Agent Architecture for Software Development
Contents
- Why architecture matters more than code generation
- The layers of a coding agent system
- Request intake and planning
- Execution workers and isolated environments
- Tools, MCP, and browser access
- State, context, and compaction
- Verification, Git boundaries, and review
- Parallel scheduling and dependency handling
- Architectural trade-offs in practice
- How to evaluate an architecture

Try Capy Today
Coding agent architecture for software development is the system design that turns an engineering request into a verified code change. It coordinates planning, model reasoning, isolated execution, tools, context management, Git operations, automated checks, review, and human approval so an agent can complete real repository work without treating code generation as the whole job.

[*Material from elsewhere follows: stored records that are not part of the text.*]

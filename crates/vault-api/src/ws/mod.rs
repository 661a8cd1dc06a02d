// SPDX-License-Identifier: BUSL-1.1
// Copyright (c) 2026 Alfred Jean LLC

//! The four WebSocket endpoints. Every handler authenticates the
//! query-string `token` against the same principal universe bearer auth
//! uses, before the upgrade is accepted — browsers cannot set a custom
//! `Authorization` header on a WS handshake.

mod logs;
mod python;
mod system;
mod terminal;

use axum::response::Response;
use axum::routing::get;
use axum::Router;
use serde::Deserialize;

use crate::auth::{verify_ws_token, Principal};
use crate::state::AppState;

pub fn router() -> Router<AppState> {
    Router::new()
        .route("/ws/system", get(system::handler))
        .route("/ws/logs", get(logs::handler))
        .route("/ws/terminal", get(terminal::handler))
        .route("/ws/python", get(python::handler))
}

#[derive(Debug, Deserialize)]
pub struct TokenQuery {
    pub token: String,
}

pub(crate) async fn authenticate(state: &AppState, token: &str) -> Result<Principal, Response> {
    verify_ws_token(state, token)
        .await
        .map_err(|status| Response::builder().status(status).body(axum::body::Body::empty()).unwrap())
}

Why architecture matters more than code generation
A coding agent is not just a language model with permission to write files. Useful software work is a stateful control problem. The system must understand a request, inspect a repository, choose a sequence of actions, execute commands, interpret failures, preserve progress, and produce an artifact that can enter a team's normal delivery process.
That is why model benchmarks alone do not tell you whether an agent platform will work for your team. Current models such as Claude Opus 4.7 or 4.6, GPT-5.5 or GPT-5.3-Codex, Gemini 3.1 Pro, and Grok 4.1 Fast may each be suitable for different workloads. The surrounding architecture determines whether the model receives the right context, whether it can safely use tools, and whether its output is verified before merge.
A robust design should make failures legible. If a test fails, the execution worker needs the command output. If two tasks overlap, the scheduler needs dependency information. If a pull request contains a subtle regression, the review layer needs the intended behavior as well as the diff. If a task runs long, the context layer needs to compact history without discarding the implementation state.
The layers of a coding agent system
The exact product boundary varies, but production systems generally need the following layers.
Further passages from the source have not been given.